Ceux qui s’opposent à cet appel au dialogue du CLC soutiennent, par ailleurs, que la relation entre le consensus à obtenir du dialogue envisagé et l’amélioration de la situation sécuritaire paraît illusoire. Car à lui seul, le dialogue et le consensus hypothétique qui en découleraient ne sont pas de nature à faire taire les armes qui crépitent et endeuillent la RD Congo depuis près de 30 ans.
«L’Accord global et inclusif qui avait sanctionné le dialogue intercongolais de Sun City n’était-il pas supposé instaurer un nouvel ordre politique consensuel qui mette fin à la guerre en RD Congo ?», s’interroge encore Emmanuel Langa, qui tranche, péremptoire, qu’«il n’en a rien été. Sauf à considérer que les compatriotes qui subissent quotidiennement les affres des affrontements armés récurrents dans la partie Est du pays ne sont pas des Congolais».
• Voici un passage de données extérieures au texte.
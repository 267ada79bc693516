/// Seed used when a zero seed is requested. Zero is a fixed point of xorshift.
pub const FALLBACK_SEED: u32 = 0xA5A5_A5A5;

/// Deterministic 32 bit xorshift generator.
///
/// The output is a pure function of the seed and the number of draws, which is
/// what makes a fault campaign replayable.
#[derive(Clone, Copy, Debug, PartialEq, Eq)]
pub struct Xorshift32 {
    state: u32,
}

impl Xorshift32 {
    /// Creates a generator seeded with `seed`.
    pub fn new(seed: u32) -> Self {
        let mut rng = Self { state: FALLBACK_SEED };
        rng.seed(seed);
        rng
    }

    /// Resets the internal state. A zero seed is replaced by [`FALLBACK_SEED`].
    pub fn seed(&mut self, seed: u32) {
        self.state = if seed == 0 { FALLBACK_SEED } else { seed };
    }

    /// Advances the state and returns it.
    pub fn next_u32(&mut self) -> u32 {
        let mut x = self.state;
        x ^= x << 13;
        x ^= x >> 17;
        x ^= x << 5;
        self.state = x;
        x
    }

    /// Current internal state (never zero).
    pub fn state(&self) -> u32 {
        self.state
    }
}

impl Default for Xorshift32 {
    fn default() -> Self {
        Self::new(FALLBACK_SEED)
    }
}
use crate::fault_injection::control::{Command, ControlError};
use crossbeam_channel::{unbounded, Receiver, Sender};
use log::debug;
use std::io::BufRead;
use std::thread::{spawn, JoinHandle};

/// Reads control commands line by line and forwards them to the campaign loop.
///
/// Parsing happens on the reader thread; only parsed commands (or their
/// parse errors) cross the channel. The campaign loop stays the only writer
/// of the fault engine.
pub struct ControlThread {
    receiver: Receiver<Result<Command, ControlError>>,
    handle: JoinHandle<()>,
}

impl ControlThread {
    /// Starts reading from stdin. The lock is taken on the reader thread.
    pub fn from_stdin() -> Self {
        Self::spawn_reader(|| Box::new(std::io::stdin().lock()) as Box<dyn BufRead>)
    }

    /// Starts reading from any line source, mainly for scripted runs.
    pub fn from_reader<R: BufRead + Send + 'static>(reader: R) -> Self {
        Self::spawn_reader(move || Box::new(reader) as Box<dyn BufRead>)
    }

    fn spawn_reader<F>(open: F) -> Self
    where
        F: FnOnce() -> Box<dyn BufRead> + Send + 'static,
    {
        let (sender, receiver) = unbounded();
        let handle = spawn(move || forward_lines(open(), &sender));
        Self { receiver, handle }
    }

    /// Commands received since the last call, in order. Never blocks.
    pub fn drain(&self) -> Vec<Result<Command, ControlError>> {
        self.receiver.try_iter().collect()
    }

    /// True once the reader reached end of input and everything was drained.
    pub fn is_finished(&self) -> bool {
        self.handle.is_finished() && self.receiver.is_empty()
    }
}

fn forward_lines<R: BufRead>(reader: R, sender: &Sender<Result<Command, ControlError>>) {
    for line in reader.lines() {
        let Ok(line) = line else {
            break;
        };
        if line.trim().is_empty() {
            continue;
        }
        if sender.send(Command::parse(&line)).is_err() {
            break;
        }
    }
    debug!("Control input closed");
}

#[cfg(test)]
mod tests {
    use super::*;
    use std::io::Cursor;
    use std::time::{Duration, Instant};

    #[test]
    fn forwards_parsed_commands_in_order() {
        let input = Cursor::new("en 1\n\narm rx every 5\nbogus\n");
        let control = ControlThread::from_reader(input);
        let deadline = Instant::now() + Duration::from_secs(5);
        let mut received = Vec::new();
        while received.len() < 3 && Instant::now() < deadline {
            received.extend(control.drain());
        }
        assert_eq!(received.len(), 3);
        assert_eq!(received[0], Ok(Command::Enable(true)));
        assert!(matches!(received[1], Ok(Command::ArmEveryN { n: 5, .. })));
        assert!(matches!(received[2], Err(ControlError::UnknownCommand(_))));
    }

    #[test]
    fn finishes_after_input_is_drained() {
        let control = ControlThread::from_reader(Cursor::new("dump
"));
        let deadline = Instant::now() + Duration::from_secs(5);
        let mut received = Vec::new();
        while !control.is_finished() && Instant::now() < deadline {
            received.extend(control.drain());
        }
        assert!(control.is_finished());
        assert_eq!(received, vec![Ok(Command::DumpCounters)]);
    }
}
L’autre solution à la crise
Dans cette dernière hypothèse, sans minimiser les proportions prises par l’insécurité récurrente dans nombre d’agglomérations de la RDC, moins encore la énième agression rwandaise et la menace qu’elle représente pour le processus de démocratisation, il ne faut pas perdre de vue qu’une solution sur le terrain reste possible. «Vaincre l’ennemi sur le terrain militaire et résoudre la question de la criminalité qui sévit dans le pays mérite autant de soutien que le dialogue proposé par les uns et les autres», estiment des analystes interrogés par Le Maximum qui reprochent au CLC et aux acteurs politiques qui en appellent à l’arrêt du processus électoral en cours de profiter de l’émotion ambiante pour «suggérer des solutions qui n’ont de solution que l’apparence». En effet, si les résultats d’un nouveau dialogue restent incertains, «l’appel à un nouveau saut vers l’inconnu ne vaut pas mieux que la poursuite du processus électoral en cours, même imparfait», selon Jacques Mutombo, spécialiste de géopolitique à l’Université de Kinshasa.
Il est rappelé à cet effet qu’en RDC, la démocratisation est un processus de restitution progressive mais déterminée du pouvoir au Souverain primaire afin de régler définitivement la question de la légitimité du pouvoir. En tant que tel, «c’est un chemin jalonné d’obstacles à surmonter», explique ce professeur de droit à l’université de Kinshasa. Qui estime que l’insécurité actuelle est entretenue à dessein pour «empêcher les Congolais de prendre en main leur destinée en se choisissant les dirigeants politiques de leur choix reste le principal obstacle à surmonter», et ne devrait donc pas être «une occasion pour renoncer aux sacrifices consentis depuis 2006».
De ce point de vue, arrêter ou mettre en veilleuse les progrès enregistrés sur la voie de la démocratisation en RDC, c’est faire le jeu des ennemis du peuple congolais qui apprend, petit à petit, à se prendre en charge en votant ses représentants à divers niveaux.